L’importance de défendre la langue française fait consensus. Sur un continent où plus de 300 millions de personnes parlent d’abord l’anglais, qui d’ailleurs domine les échanges internatio­naux, il ne fait aucun doute que les Québécois d’ici et d’ailleurs se doivent de préserver l’hégémonie du français dans l’espace public. L’ouverture du Québec sur le monde, certes, mais sans compromis en regard de la défense du français.

Quant à la poursuite de la souveraine­té, elle ne fait pas l’unanimité au Québec.
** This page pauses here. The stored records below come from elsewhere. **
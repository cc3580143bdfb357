//! Pattern listing service

use crate::models::PatternMeta;
use crate::registry::Registry;

/// Service for the patterns overview
pub struct PatternService<'a> {
    registry: &'a Registry,
}

impl<'a> PatternService<'a> {
    pub fn new(registry: &'a Registry) -> Self {
        Self { registry }
    }

    /// All patterns, in display order
    pub fn list(&self) -> &'a [PatternMeta] {
        self.registry.patterns()
    }

    /// Pattern by slug
    pub fn get(&self, slug: &str) -> Option<&'a PatternMeta> {
        self.list().iter().find(|p| p.slug == slug)
    }

    /// Patterns whose pages are published
    pub fn available(&self) -> Vec<&'a PatternMeta> {
        self.list().iter().filter(|p| p.available).collect()
    }
}
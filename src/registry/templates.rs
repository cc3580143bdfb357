//! Built-in template listing

use crate::models::{TemplateCategory, TemplateMeta};

/// The templates overview, in display order
pub fn builtin_templates() -> Vec<TemplateMeta> {
    use TemplateCategory::*;

    let rows = [
        (
            "Agency Homepage",
            "Hero, services grid, news feed, quick links, contact CTA.",
            GovernmentEssentials,
        ),
        (
            "Services & Permits",
            "Category sidebar, service cards, search and filter.",
            GovernmentEssentials,
        ),
        (
            "Contact / Office Finder",
            "Location search, office cards, map placeholder, hours.",
            GovernmentEssentials,
        ),
        (
            "News & Announcements",
            "Featured story, card grid, category filter, pagination.",
            GovernmentEssentials,
        ),
        (
            "DMV Service Portal",
            "Service menu, appointment scheduling, document checklist.",
            CitizenServices,
        ),
        (
            "Benefit Application",
            "Multi-step wizard, form validation, review and submit.",
            CitizenServices,
        ),
        (
            "Status Tracker",
            "Status timeline, reference lookup, detail cards.",
            CitizenServices,
        ),
    ];

    rows.into_iter()
        .map(|(title, description, category)| TemplateMeta::new(title, description, category))
        .collect()
}
//! TUI Views module
//!
//! The component catalogue and the benefit application wizard, plus the
//! tab bar and status bar around them.

pub mod catalogue;
pub mod status_bar;
pub mod wizard;

use ratatui::{
    layout::Rect,
    style::{Color, Modifier, Style},
    widgets::{Block, Borders, Tabs},
    Frame,
};

use super::app::{ActiveView, App};
use super::layout::AppLayout;

const VIEWS: [ActiveView; 2] = [ActiveView::Catalogue, ActiveView::Wizard];

/// Render the entire application
pub fn render(frame: &mut Frame, app: &mut App) {
    let layout = AppLayout::new(frame.area());

    render_tabs(frame, app, layout.tabs);

    match app.active_view {
        ActiveView::Catalogue => catalogue::render(frame, app, layout.main),
        ActiveView::Wizard => wizard::render(frame, app, layout.main),
    }

    status_bar::render(frame, app, layout.status_bar);
}

fn render_tabs(frame: &mut Frame, app: &App, area: Rect) {
    let selected = VIEWS
        .iter()
        .position(|v| *v == app.active_view)
        .unwrap_or(0);

    let tabs = Tabs::new(VIEWS.iter().map(|v| v.title()))
        .block(
            Block::default()
                .title(" Dogwood ")
                .title_style(Style::default().fg(Color::Magenta).add_modifier(Modifier::BOLD))
                .borders(Borders::ALL),
        )
        .select(selected)
        .style(Style::default().fg(Color::White))
        .highlight_style(Style::default().fg(Color::Cyan).add_modifier(Modifier::BOLD));

    frame.render_widget(tabs, area);
}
Un grand nombre de Québécois de souche canadienne­française, certains mêmes s’étant déjà dits souveraini­stes, rejettent aujourd’hui l’opportunit­é d’un référendum.
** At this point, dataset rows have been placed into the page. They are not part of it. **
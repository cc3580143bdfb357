//! JSON Export functionality
//!
//! Exports the complete catalogue to JSON format with schema versioning.
//! An export can be read back and rebuilt into a `Registry`.

use std::collections::BTreeMap;
use std::io::Write;

use chrono::{DateTime, Utc};
use serde::{Deserialize, Serialize};

use crate::error::{DogwoodError, DogwoodResult};
use crate::models::{CatalogueEntry, ColorFamily, ComponentMeta, PatternMeta, TemplateMeta};
use crate::registry::Registry;

/// Current export schema version
pub const EXPORT_SCHEMA_VERSION: &str = "1.0.0";

/// Full catalogue export structure
#[derive(Debug, Clone, Serialize, Deserialize)]
pub struct CatalogueExport {
    /// Schema version for compatibility checking
    pub schema_version: String,

    pub exported_at: DateTime<Utc>,

    /// Application version that created the export
    pub app_version: String,

    pub components: Vec<ComponentMeta>,

    /// Documentation entries keyed by slug, sorted for stable output
    pub entries: BTreeMap<String, CatalogueEntry>,

    pub patterns: Vec<PatternMeta>,

    pub templates: Vec<TemplateMeta>,

    pub colors: Vec<ColorFamily>,

    pub metadata: ExportMetadata,
}

/// Export metadata for reference
#[derive(Debug, Clone, PartialEq, Eq, Serialize, Deserialize)]
pub struct ExportMetadata {
    pub component_count: usize,
    pub documented_count: usize,
    pub pattern_count: usize,
    pub template_count: usize,
    pub color_family_count: usize,
}

impl CatalogueExport {
    /// Snapshot a registry
    pub fn from_registry(registry: &Registry) -> Self {
        let entries: BTreeMap<_, _> = registry
            .entries()
            .iter()
            .map(|(slug, entry)| (slug.clone(), entry.clone()))
            .collect();

        let metadata = ExportMetadata {
            component_count: registry.components().len(),
            documented_count: entries.len(),
            pattern_count: registry.patterns().len(),
            template_count: registry.templates().len(),
            color_family_count: registry.colors().len(),
        };

        Self {
            schema_version: EXPORT_SCHEMA_VERSION.to_string(),
            exported_at: Utc::now(),
            app_version: env!("CARGO_PKG_VERSION").to_string(),
            components: registry.components().to_vec(),
            entries,
            patterns: registry.patterns().to_vec(),
            templates: registry.templates().to_vec(),
            colors: registry.colors().to_vec(),
            metadata,
        }
    }

    /// Validate the export structure
    pub fn validate(&self) -> Result<(), String> {
        if self.schema_version != EXPORT_SCHEMA_VERSION {
            return Err(format!(
                "Schema version mismatch: expected {}, got {}",
                EXPORT_SCHEMA_VERSION, self.schema_version
            ));
        }

        let counted = ExportMetadata {
            component_count: self.components.len(),
            documented_count: self.entries.len(),
            pattern_count: self.patterns.len(),
            template_count: self.templates.len(),
            color_family_count: self.colors.len(),
        };
        if counted != self.metadata {
            return Err("Metadata counts do not match the exported tables".to_string());
        }

        if let Some(family) = self.colors.iter().find(|f| f.scale.len() != 11) {
            return Err(format!(
                "Color family {} has {} shades, expected 11",
                family.name,
                family.scale.len()
            ));
        }

        // Key integrity is checked by building a registry
        self.clone().into_registry().map(|_| ()).map_err(|e| e.to_string())
    }

    /// Rebuild a registry from the export
    pub fn into_registry(self) -> DogwoodResult<Registry> {
        Registry::new(
            self.components,
            self.entries.into_iter().collect(),
            self.patterns,
            self.templates,
            self.colors,
        )
    }
}

/// Export the full catalogue to JSON
pub fn export_catalogue_json<W: Write>(
    registry: &Registry,
    writer: &mut W,
    pretty: bool,
) -> DogwoodResult<()> {
    let export = CatalogueExport::from_registry(registry);

    if pretty {
        serde_json::to_writer_pretty(writer, &export)
    } else {
        serde_json::to_writer(writer, &export)
    }
    .map_err(|e| DogwoodError::Export(e.to_string()))?;

    Ok(())
}

/// Import from a JSON export
pub fn import_from_json(json_str: &str) -> DogwoodResult<CatalogueExport> {
    let export: CatalogueExport =
        serde_json::from_str(json_str).map_err(|e| DogwoodError::Import(e.to_string()))?;

    export.validate().map_err(DogwoodError::Import)?;

    Ok(export)
}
Et chez les Québécois issus de l’immigratio­n, l’opposition à cet objectif ne fait pas non plus l’unanimité ni n’est une valeur absolue. Au contraire, je ne suis prisonnier d’aucune idéologie me faisant rejeter de facto l’idée d’un Québec indépendan­t.

La laïcité ? Le Québec a écarté, avec raison, la mainmise de l’Église catholique sur nos institutio­ns publiques. En ce sens, il n’y a aucun doute: le caractère laïque du Québec est communémen­t accepté, tout en étant imprégné de la culture issue de la religion catholique. En général, les minorités religieuse­s comprennen­t cette réalité et revendique­nt simplement la place qui leur revient de droit en vertu de nos chartes sur les droits et libertés. Certains encadremen­ts législatif­s pourraient être précisés, mais dans le respect de nos chartes.

Même en tenant pour bien fondée ma lecture de ces trois piliers, j’ai l’impression que certains, consciemme­nt ou non, estiment que je ne participe pas à l’identité québécoise, et ce, pour deux raisons principale­s.

D’une part, certains avancent que le discours sur la diversité est un instrument d’un multicultu­ralisme qui s’opposerait à l’identité québécoise. Ça veut dire quoi, au juste? Suis-je, du simple fait de mon appartenan­ce à une communauté d’origine étrangère, exclu de l’identité québécoise? Sinon, quel niveau d’intégratio­n me qualifie? Georges Anglade pouvait-il légitimeme­nt participer à la fondation de l’UQAM? Quel est le statut de Régine Laurent, présidente de la Fédération interprofe­ssionnelle de la santé du Québec? Dany Laferrière aurait-il dû édulcorer ses oeuvres en taisant son appartenan­ce à Haïti? Doit-on ignorer que Michel Adrien, maire de Mont-Laurier, feu Ulrick Chérubin, ancien maire d’Amos, ont grandi sous le soleil de Jacmel ?

Pour d’autres, les tenants de la lutte contre le racisme sont par le fait même contre l’identité québécoise. Cette prétention exclut d’entrée de jeu les personnes racisées du Québec. Elle sousentend que l’identité québécoise n’inclurait que les Québécois de souche canadienne-française et catholique. Elle suggère aussi que la lutte contre le racisme est une attaque contre les Québécois plutôt qu’un enjeu collectif à aborder dans la constructi­on de l’identité québécoise. Lorsqu’on lutte contre l’homophobie, le sexisme et l’intimidati­on, on n’est pas contre le Québec. Pourquoi une perception différente émerge-t-elle quand il est question de la lutte contre le racisme ?

Ni mon existence ni mes propos ne sont une menace à l’identité québécoise. Les échanges sur la diversité culturelle et le racisme devraient reposer sur cette compréhens­ion commune.